Há, a propósito desse capítulo a respeito “Dos coches”, uma pergunta que T. Todorov abstém-se de fazer: e se Montaigne jogasse deliberadamente não apenas com a contradição inscrita em seu ensaio, mas também com a surpresa e a irritação que ela pode suscitar no leitor? Em outros termos, é possível que o exegeta, em sua condenação violenta, tenha caído vítima da armadilha do texto, das ciladas de uma escrita infinitamente mais ardilosa do que pode parecer, pouco redutível, com efeito, à pequena pedagogia de bolso destilada por Les morales de l’histoire.

Ao ler Todorov, pode-se duvidar seriamente da utilidade da Renascença, período, de resto, magnificamente esquecido em Théories du symbole, do mesmo autor.[6] Para que serviria a Renascença, além de nos mostrar um esboço inacabado, os rudimentos desajeitados de um pensamento moderno que só encontraria sua expressão coerente e inteira depois do século das Luzes? Esse positivismo estreito do crítico é acompanhado de uma suspeita generalizada com relação a uma antropologia mal alinhavada, feita de emendas e de costuras que ela é incapaz de esconder. Pois, afinal, o relativismo radical que ecoa incansavelmente pelos Ensaios seria desonesto se não fosse infantil em seu próprio exagero. Analisada sob o crivo do politicamente correto, o que resta de uma tal empresa filosófica e literária, a não ser a satisfação solitária, profundamente egoísta e derrisoriamente inepta de um eu detestável que vira as costas para o mundo inteiro, sem perceber que é nesse mundo que se encontram seus leitores potenciais?

O método aqui adotado seguirá uma via diferente, calcada, pode-se dizer, nas pendências do caminho incerto que Montaigne continuamente retoma. Insistirá na inteligência do século XVI, em sua lucidez extrema, como o fez, em um estudo exemplar, Claude Lévi-Strauss. Antes de querer explorar os subterrâneos do texto e suspeitar imediatamente de sua honestidade intelectual, convém lê-lo com toda a “boa-fé”, seguindo o convite expressamente formulado no início dos Ensaios, e fazer dele o objeto de uma não-nutrição perspicaz.

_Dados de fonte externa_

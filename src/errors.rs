//! 统一错误处理模块
//!
//! 使用宏自动生成错误类型，支持错误代码和类型名称。

use std::fmt;

/// 定义错误类型的宏
///
/// 自动生成：
/// - enum 定义
/// - code() 方法 - 返回错误代码
/// - error_type() 方法 - 返回错误类型名称
/// - message() 方法 - 返回错误详情
/// - 便捷构造函数
macro_rules! define_seminar_errors {
    ($(
        $variant:ident($code:literal, $type_name:literal)
    ),* $(,)?) => {
        #[derive(Debug, Clone)]
        pub enum SeminarError {
            $($variant(String),)*
        }

        impl SeminarError {
            /// 获取错误代码
            pub fn code(&self) -> &'static str {
                match self {
                    $(SeminarError::$variant(_) => $code,)*
                }
            }

            /// 获取错误类型名称
            pub fn error_type(&self) -> &'static str {
                match self {
                    $(SeminarError::$variant(_) => $type_name,)*
                }
            }

            /// 获取错误详情
            pub fn message(&self) -> &str {
                match self {
                    $(SeminarError::$variant(msg) => msg,)*
                }
            }
        }

        // 生成便捷构造函数
        paste::paste! {
            impl SeminarError {
                $(
                    pub fn [<$variant:snake>]<T: Into<String>>(msg: T) -> Self {
                        SeminarError::$variant(msg.into())
                    }
                )*
            }
        }
    };
}

define_seminar_errors! {
    Validation("E001", "Validation Error"),
    DuplicateUser("E002", "Duplicate User Error"),
    UserNotFound("E003", "User Not Found"),
    BadCredential("E004", "Bad Credential"),
    UnknownEvaluator("E005", "Unknown Evaluator"),
    PastSchedule("E006", "Past Schedule Error"),
    VenueConflict("E007", "Venue Conflict"),
    EvaluatorConflict("E008", "Evaluator Conflict"),
    SessionNotFound("E009", "Session Not Found"),
    SessionTaken("E010", "Session Taken"),
    SubmissionNotFound("E011", "Submission Not Found"),
    Persistence("E012", "Persistence Error"),
    Serialization("E013", "Serialization Error"),
    DateParse("E014", "Date Parse Error"),
    Authentication("E015", "Authentication Error"),
}

impl SeminarError {
    /// 格式化为彩色输出（用于开发环境）
    #[cfg(debug_assertions)]
    pub fn format_colored(&self) -> String {
        format!(
            "\x1b[1;31m[ERROR]\x1b[0m \x1b[33m{}\x1b[0m \x1b[31m{}\x1b[0m\n  {}",
            self.code(),
            self.error_type(),
            self.message()
        )
    }

    /// 格式化为简洁输出
    pub fn format_simple(&self) -> String {
        format!("{}: {}", self.error_type(), self.message())
    }
}

impl fmt::Display for SeminarError {
    fn fmt(&self, f: &mut fmt::Formatter<'_>) -> fmt::Result {
        write!(f, "{}", self.format_simple())
    }
}

impl std::error::Error for SeminarError {}

// 为常见的错误类型实现 From trait
impl From<std::io::Error> for SeminarError {
    fn from(err: std::io::Error) -> Self {
        SeminarError::Persistence(err.to_string())
    }
}

impl From<serde_json::Error> for SeminarError {
    fn from(err: serde_json::Error) -> Self {
        SeminarError::Serialization(err.to_string())
    }
}

impl From<chrono::ParseError> for SeminarError {
    fn from(err: chrono::ParseError) -> Self {
        SeminarError::DateParse(err.to_string())
    }
}

pub type Result<T> = std::result::Result<T, SeminarError>;

#[cfg(test)]
mod tests {
    use super::*;

    #[test]
    fn test_error_codes() {
        assert_eq!(SeminarError::validation("test").code(), "E001");
        assert_eq!(SeminarError::duplicate_user("test").code(), "E002");
        assert_eq!(SeminarError::venue_conflict("test").code(), "E007");
        assert_eq!(SeminarError::persistence("test").code(), "E012");
    }

    #[test]
    fn test_error_types() {
        assert_eq!(
            SeminarError::venue_conflict("test").error_type(),
            "Venue Conflict"
        );
        assert_eq!(
            SeminarError::validation("test").error_type(),
            "Validation Error"
        );
    }

    #[test]
    fn test_error_message() {
        let err = SeminarError::validation("Invalid input");
        assert_eq!(err.message(), "Invalid input");
    }

    #[test]
    fn test_format_simple() {
        let err = SeminarError::past_schedule("Cannot schedule a session in the past");
        let formatted = err.format_simple();
        assert!(formatted.contains("Past Schedule Error"));
        assert!(formatted.contains("in the past"));
    }
}
use actix_web::{HttpRequest, HttpResponse, Result as ActixResult};

use super::SessionService;
use crate::models::sessions::responses::{SessionListResponse, SessionResponse};
use crate::models::{ApiResponse, ErrorCode};

/// 完整场次表
/// GET /sessions
pub async fn list_sessions(
    service: &SessionService,
    request: &HttpRequest,
) -> ActixResult<HttpResponse> {
    let storage = service.get_storage(request);

    match storage.list_sessions().await {
        Ok(items) => Ok(HttpResponse::Ok()
            .json(ApiResponse::success(SessionListResponse { items }, "查询成功"))),
        Err(e) => Ok(
            HttpResponse::InternalServerError().json(ApiResponse::error_empty(
                ErrorCode::InternalServerError,
                format!("获取场次列表失败: {e}"),
            )),
        ),
    }
}

/// 报名池：未被绑定且开始时间在未来的场次
/// GET /sessions/open
pub async fn list_open_sessions(
    service: &SessionService,
    request: &HttpRequest,
) -> ActixResult<HttpResponse> {
    let storage = service.get_storage(request);

    match storage.list_open_sessions(chrono::Utc::now()).await {
        Ok(items) => Ok(HttpResponse::Ok()
            .json(ApiResponse::success(SessionListResponse { items }, "查询成功"))),
        Err(e) => Ok(
            HttpResponse::InternalServerError().json(ApiResponse::error_empty(
                ErrorCode::InternalServerError,
                format!("获取报名池失败: {e}"),
            )),
        ),
    }
}

/// 场次详情
/// GET /sessions/{id}
pub async fn get_session(
    service: &SessionService,
    request: &HttpRequest,
    session_id: String,
) -> ActixResult<HttpResponse> {
    let storage = service.get_storage(request);

    match storage.get_session_by_id(&session_id).await {
        Ok(Some(session)) => Ok(HttpResponse::Ok()
            .json(ApiResponse::success(SessionResponse { session }, "查询成功"))),
        Ok(None) => Ok(HttpResponse::NotFound().json(ApiResponse::error_empty(
            ErrorCode::SessionNotFound,
            format!("Session '{session_id}' does not exist"),
        ))),
        Err(e) => Ok(
            HttpResponse::InternalServerError().json(ApiResponse::error_empty(
                ErrorCode::InternalServerError,
                format!("获取场次失败: {e}"),
            )),
        ),
    }
}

O autor de Histoire de lynx atém-se, com efeito, a esta contradição imediata: “A filosofia de Montaigne enuncia que toda certeza tem a forma a priori de uma contradição e que não há nada a procurar por baixo disso”.[7] Em vez de revelar uma fraqueza de pensamento, a contradição montaigniana é um desafio lançado ao espírito de sistema. Traduz em termos filosóficos uma espécie de “esquizofrenia ontológica”, que é a mesma que reina entre conhecimento e ação.[8] Diante de uma dificuldade dessa ordem, o procedimento inquisitorial já não é admissível. Este deve dar lugar a um método autenticamente heurístico, que interrogue antes de julgar e meça antes de concluir. Para isso, deve-se garantir à análise o quinhão necessário de jogo, sem a encerrar desde o início em categorias enunciadas a priori.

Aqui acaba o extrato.